Dans le mode conventionnel, les gouvernements empruntent l'argent pour construire des immeubles ou des infrastructures. Ce modèle domine toujours dans la plupart des pays. Le modèle des PPP a émergé il y a quelques années: une compagnie ou un consortium contracte les emprunts, finance la construction du bâtiment, puis le loue au gouvernement.

Les partisans des PPP, comme la ministre des Finances Monique Jérôme-Forget, soutiennent que le gouvernement transfère les risques financiers à l'entreprise privé en agissant de la sorte. S'il y a un dépassement de coûts dans la construction, c'est l'entreprise qui écope et pas le gouvernement, affirment-ils.

Mais avec la crise, les banques hésitent à prêter aux entreprises privées. En revanche, elles n'hésitent pas à prêter aux gouvernements. Les gouvernements obtiennent des taux d'intérêt beaucoup plus bas que les entreprises. Dans ce contexte, la construction revient beaucoup plus chère en PPP qu'en mode conventionnel.

Des consortiums se sont engagés dans les PPP en faisant des emprunts à court terme, et en croyant pouvoir se refinancer à des taux d'intérêt relativement bas lorsqu'ils commenceraient à toucher les loyers. Mais aujourd'hui, ils éprouvent beaucoup de difficultés à renouveler leurs emprunts sans augmenter les paiements d'intérêt. «Ils pourraient faire face à des paiements de dette plus élevés que prévus, ou même être incapables de se refinancer», prévient le rapport de PriceWaterhouseCoopers.

Le mois dernier, La Presse a révélé que la société australienne Babcock and Brown, membre du consortium Accès Santé CHUM, a vu sa situation se détériorer à un tel point que ses actions ont été suspendues en Bourse. Cette entreprise est aussi membre d'un consortium pour la construction en PPP de la salle de concert de l'Orchestre symphonique de Montréal.

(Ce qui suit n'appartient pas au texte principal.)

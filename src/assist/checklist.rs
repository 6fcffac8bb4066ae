//! Document checklists
//!
//! Turns a finished policy record into a checklist of documents to
//! gather. The completed flag is caller-owned state: every generated
//! item starts at false no matter what the model emitted, so the wire
//! shape deliberately has nowhere for a model-supplied value to land.

use serde::{Deserialize, Serialize};
use serde_json::{json, Value};
use tracing::debug;

use crate::concierge::{Concierge, Persona};
use crate::error::Result;
use crate::parse::Parsed;
use crate::policy::PolicyRecord;

/// One document the traveler should gather
#[derive(Debug, Clone, Default, PartialEq, Serialize, Deserialize)]
#[serde(default)]
pub struct ChecklistItem {
    pub id: String,
    pub name: String,
    pub description: String,
    pub required: bool,
    pub completed: bool,
}

/// What the model is allowed to fill in; no completed field
#[derive(Debug, Clone, Default, Deserialize)]
#[serde(default)]
struct WireItem {
    id: String,
    name: String,
    description: String,
    required: bool,
}

impl From<WireItem> for ChecklistItem {
    fn from(item: WireItem) -> Self {
        ChecklistItem {
            id: item.id,
            name: item.name,
            description: item.description,
            required: item.required,
            completed: false,
        }
    }
}

/// Generate a document checklist for a finalized record. Malformed
/// output degrades to an empty list.
pub async fn generate_checklist(
    desk: &Concierge,
    record: &PolicyRecord,
) -> Result<Vec<ChecklistItem>> {
    let prompt = checklist_prompt(record);
    let reply = {
        let mut session = desk.session(Persona::Drafter).lock().await;
        session.reset();
        session.run(&prompt, Some(checklist_schema())).await?
    };

    let items: Vec<WireItem> = Parsed::from_json(&reply.text).or_default();
    debug!(
        "Generated {} checklist items for {} -> {}",
        items.len(),
        record.citizenship,
        record.destination
    );

    Ok(items.into_iter().map(ChecklistItem::from).collect())
}

fn checklist_prompt(record: &PolicyRecord) -> String {
    let requirements = if record.requirements.is_empty() {
        "none listed".to_string()
    } else {
        record.requirements.join("; ")
    };

    format!(
        "Build a document checklist for this visa case:\n\n\
         - Traveler: citizen of {}, resident of {}\n\
         - Destination: {} ({})\n\
         - Visa status: {}\n\
         - Summary: {}\n\
         - Stated requirements: {}\n\n\
         One entry per document. Give each a short snake_case id, a name, a one-sentence \
         description of exactly what to obtain, and whether it is required or merely \
         recommended.",
        record.citizenship,
        record.residency,
        record.destination,
        record.purpose,
        record.visa_status.label(),
        record.summary,
        requirements
    )
}

fn checklist_schema() -> Value {
    json!({
        "type": "ARRAY",
        "items": {
            "type": "OBJECT",
            "properties": {
                "id": {"type": "STRING"},
                "name": {"type": "STRING"},
                "description": {"type": "STRING"},
                "required": {"type": "BOOLEAN"}
            },
            "required": ["id", "name", "description", "required"]
        }
    })
}
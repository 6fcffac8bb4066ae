//! One-Shot Concierge Tasks
//!
//! Single request/response orchestrators, one persona each:
//! - Purpose suggestion (Consultant, cached)
//! - Travel advisory (Advisor, cached, safe to run alongside research)
//! - Document checklist (Drafter)
//! - Document drafting (Drafter, free prose)
//! - Passport field extraction (Drafter, multimodal)
//!
//! All are schema-constrained except drafting, and all parse
//! defensively: empty or malformed text degrades to an empty default
//! instead of an error. Passport extraction is the one exception, where
//! a missing identity anchor is itself the failure signal.

pub mod advisory;
pub mod checklist;
pub mod drafting;
pub mod passport;
pub mod purposes;

pub use advisory::{travel_advisory, AdvisoryTip};
pub use checklist::{generate_checklist, ChecklistItem};
pub use drafting::{generate_document, DocumentKind};
pub use passport::{extract_passport, PassportDetails};
pub use purposes::{suggest_purposes, PurposeOption};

Ce n'est pas tout. La société espagnole Acciona, qui s'occupe elle aussi de l'ingénierie financière dans le même consortium pour le CHUM, a un taux d'endettement plutôt inquiétant. Cette firme a également emporté l'appel de propositions pour le prolongement de l'autoroute 30 en mode PPP.

«Ce groupe est aujourd'hui aux abois, note le journal financier français Les Échos dans son numéro d'hier. Sous la pression de ses banques, qui s'inquiètent de son endettement, Acciona va sans doute être contraint de céder sa participation (dans un groupe énergétique).» Début février, Acciona s'est elle-même plainte que «le marché (est) complexe, avec un accès très limité au crédit».

La société anglaise Innisfree, qui s'occupe de l'ingénierie financière dans le deuxième consortium présélectionné pour le CHUM, vient d'appeler le gouvernement britannique à l'aide pour sauver les PPP au Royaume-Uni, considéré comme le pays-modèle en cette matière par la ministre Jérôme-Forget.

Dimanche dernier, Tim Pearson, directeur d'Innisfree et porte-parole du Forum sur les PPP en Grande-Bretagne, a indiqué que les sociétés privées avaient besoin de l'aide de l'État pour assurer le financement qui aurait dû être fourni par des prêts commerciaux. Selon lui, l'État britannique devrait consentir une aide de 4 milliards de livres pour sauver les projets en PPP.

Le nombre de contrats en PPP signés en Grande-Bretagne l'année dernière est le plus bas depuis 11 ans. Un contrat pour une route de 11 milles a été signé en janvier 2009, mais la moitié du financement est assurée par une banque du secteur public. John Tizard, directeur du Centre pour les partenariats en services publics de l'Université de Birmingham, affirme que les banques n'ont plus d'argent pour les hôpitaux britanniques en PPP. Il suggère de revenir au mode de construction conventionnel qui, selon lui, se révèle moins coûteux et plus rapide à réaliser.

Ici même, au Canada, le vérificateur général de l'Ontario vient de souligner que le premier hôpital construit en PPP dans la province a coûté 50 millions de plus que si le gouvernement l'avait réalisé en mode conventionnel, sans partenaire privé.